How candies are made

this is a simple discussion on the ways we boil sugar and water to make a lot of different candies.



Sugar is a precise science used in making many kinds of candies.  The consistency can vary from rock hard to creamy.    It can look transparent like glass, shiny like silk, opaque like stone.  To the touch it is brittle and gritty, smooth and velvety, or moist and chewy. 

These variations are achieved by controlling the way in which the boiled sugar syrup cools and solidifies.   The stages the sugar is boiling at are codified and represent the ratio of sugar to water and the crystal structure of the sugar.


If you cool quickly after you boil at a known heat, the candy forms as a crystalline or brittle type such as rock candy.  At a bit slower cooling after boiling at the same temperature, the candy forms a non-crystalline structure known as a taffy or caramel.   Lastly, if you add a gelatin, starch, pectin, or gum to the boiling mixture the sugar will gel and make products like jelly beans, Turkish delight, and licorices.

 

Sometimes you can combine two of the above types of candies giving a soft center and a hard sugar outer coating.  If you mix beaten egg whites and honey with warm sugar syrup, it forms the base for nougats.   

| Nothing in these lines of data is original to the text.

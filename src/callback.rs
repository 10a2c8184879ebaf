//! Notifying requestors when batches and batch orders finish.
//!
//! Callback URLs may carry the placeholders `{orderId}`, `{batchId}`,
//! `{orderState}` and `{batchState}`; [`HttpCallbackNotifier`] substitutes
//! them and pings the resulting URL with a GET. Delivery is attempted once.

use std::time::Duration;

use async_trait::async_trait;
use reqwest::Client;
use tracing::{info, warn};
use uuid::Uuid;

use crate::error::CallbackError;
use crate::state_machine::ProcessingState;

/// A finished batch or batch order, as reported to the requestor.
#[derive(Debug, Clone, PartialEq, Eq)]
pub struct FinishedNotice {
    pub batch_order_id: Uuid,
    pub batch_order_state: ProcessingState,
    /// Set when a single batch finished.
    pub batch: Option<(Uuid, ProcessingState)>,
    pub callback_url: Option<String>,
}

impl FinishedNotice {
    pub fn order(batch_order_id: Uuid, state: ProcessingState, callback_url: Option<String>) -> Self {
        Self {
            batch_order_id,
            batch_order_state: state,
            batch: None,
            callback_url,
        }
    }

    pub fn batch(
        batch_order_id: Uuid,
        batch_order_state: ProcessingState,
        batch_id: Uuid,
        batch_state: ProcessingState,
        callback_url: Option<String>,
    ) -> Self {
        Self {
            batch_order_id,
            batch_order_state,
            batch: Some((batch_id, batch_state)),
            callback_url,
        }
    }

    /// The callback URL with placeholders substituted, if one is registered.
    pub fn resolved_url(&self) -> Option<String> {
        let template = self.callback_url.as_deref().filter(|url| !url.trim().is_empty())?;
        let (batch_id, batch_state) = match self.batch {
            Some((id, state)) => (id.to_string(), state.to_string()),
            None => (String::new(), String::new()),
        };
        Some(
            template
                .replace("{orderId}", &self.batch_order_id.to_string())
                .replace("{orderState}", &self.batch_order_state.to_string())
                .replace("{batchId}", &batch_id)
                .replace("{batchState}", &batch_state),
        )
    }
}

#[async_trait]
pub trait CallbackNotifier: Send + Sync {
    async fn batch_finished(&self, notice: &FinishedNotice) -> Result<(), CallbackError>;

    async fn order_finished(&self, notice: &FinishedNotice) -> Result<(), CallbackError>;
}

pub struct HttpCallbackNotifier {
    client: Client,
}

impl HttpCallbackNotifier {
    pub fn new() -> Result<Self, CallbackError> {
        let client = Client::builder()
            .connect_timeout(Duration::from_secs(10))
            .timeout(Duration::from_secs(30))
            .build()?;
        Ok(Self { client })
    }

    async fn ping(&self, notice: &FinishedNotice) -> Result<(), CallbackError> {
        let Some(url) = notice.resolved_url() else {
            return Ok(());
        };
        reqwest::Url::parse(&url).map_err(|_| CallbackError::InvalidUrl(url.clone()))?;

        info!(url = %url, order_id = %notice.batch_order_id, "pinging callback url");
        let response = self.client.get(&url).send().await?;
        let status = response.status();
        if !status.is_success() {
            return Err(CallbackError::Status(status.as_u16()));
        }
        info!(status = status.as_u16(), order_id = %notice.batch_order_id, "callback url pinged");
        Ok(())
    }
}

#[async_trait]
impl CallbackNotifier for HttpCallbackNotifier {
    async fn batch_finished(&self, notice: &FinishedNotice) -> Result<(), CallbackError> {
        self.ping(notice).await
    }

    async fn order_finished(&self, notice: &FinishedNotice) -> Result<(), CallbackError> {
        self.ping(notice).await
    }
}

/// Notifier that only logs, used when no requestor needs pinging.
#[derive(Debug, Default)]
pub struct LogNotifier;

#[async_trait]
impl CallbackNotifier for LogNotifier {
    async fn batch_finished(&self, notice: &FinishedNotice) -> Result<(), CallbackError> {
        if let Some((batch_id, state)) = notice.batch {
            info!(order_id = %notice.batch_order_id, %batch_id, %state, "batch finished");
        }
        Ok(())
    }

    async fn order_finished(&self, notice: &FinishedNotice) -> Result<(), CallbackError> {
        info!(order_id = %notice.batch_order_id, state = %notice.batch_order_state, "batch order finished");
        Ok(())
    }
}

/// Logs delivery failures; callers never retry.
pub(crate) fn log_delivery(result: Result<(), CallbackError>, notice: &FinishedNotice) {
    if let Err(e) = result {
        warn!(order_id = %notice.batch_order_id, error = %e, "callback delivery failed");
    }
}
//! Logging setup using `tracing` + `tracing-subscriber`.
//!
//! Priority for determining the log level:
//! 1. `--log-level` CLI flag (if provided), `--verbose` meaning debug
//! 2. `PARTCHAIN_LOG` environment variable (e.g. "info", "debug")
//! 3. default to `info`

use anyhow::{Result, anyhow};
use tracing::Level;
use tracing_subscriber::fmt;

use crate::cli::LogLevel;

pub const LOG_ENV: &str = "PARTCHAIN_LOG";

/// Initialise the global logging subscriber. Logs go to stderr so they do not
/// interleave with command output.
pub fn init_logging(cli_level: Option<LogLevel>, verbose: bool) -> Result<()> {
    let level = resolve_level(cli_level, verbose, std::env::var(LOG_ENV).ok());

    fmt()
        .with_max_level(level)
        .with_target(true)
        .with_thread_ids(false)
        .with_thread_names(false)
        .with_writer(std::io::stderr)
        .try_init()
        .map_err(|e| anyhow!("cannot initialise logging: {e}"))
}

fn resolve_level(cli_level: Option<LogLevel>, verbose: bool, env: Option<String>) -> Level {
    match (cli_level, verbose) {
        (Some(lvl), _) => level_from_log_level(lvl),
        (None, true) => Level::DEBUG,
        (None, false) => env.and_then(|s| parse_level_str(&s)).unwrap_or(Level::INFO),
    }
}

fn level_from_log_level(lvl: LogLevel) -> Level {
    match lvl {
        LogLevel::Error => Level::ERROR,
        LogLevel::Warn => Level::WARN,
        LogLevel::Info => Level::INFO,
        LogLevel::Debug => Level::DEBUG,
        LogLevel::Trace => Level::TRACE,
    }
}

fn parse_level_str(s: &str) -> Option<Level> {
    match s.trim().to_lowercase().as_str() {
        "error" => Some(Level::ERROR),
        "warn" | "warning" => Some(Level::WARN),
        "info" => Some(Level::INFO),
        "debug" => Some(Level::DEBUG),
        "trace" => Some(Level::TRACE),
        _ => None,
    }
}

Sugar acts as a fixative for other flavors such as peppermint, sarsparila, wintergreen, anise, horehound, eucalyptus, cinnamon, marshmallow and many other essential oils of the many herbs on this planet.

Clear candies called "cleargums" are simply sugar, water, glucose, and food coloring brought to a 190 degree boiling and poured into molds to set.

 

Maple  sugar candy has a distinct flavor and is made by taking the sap from the maple tree and boiling off the excess water.  It is then poured into molds.

 

Gummy bears are also made from gelatins and sugars and poured into revolving continuous molds where the pieces set up and then are popped out of the molds.

Licorice is a poured gelatin syrup mixture and is often found as a male item such as pipes, rockets, buttons, tanks, money, coins, wheels, dogs, fish, cats and ropes.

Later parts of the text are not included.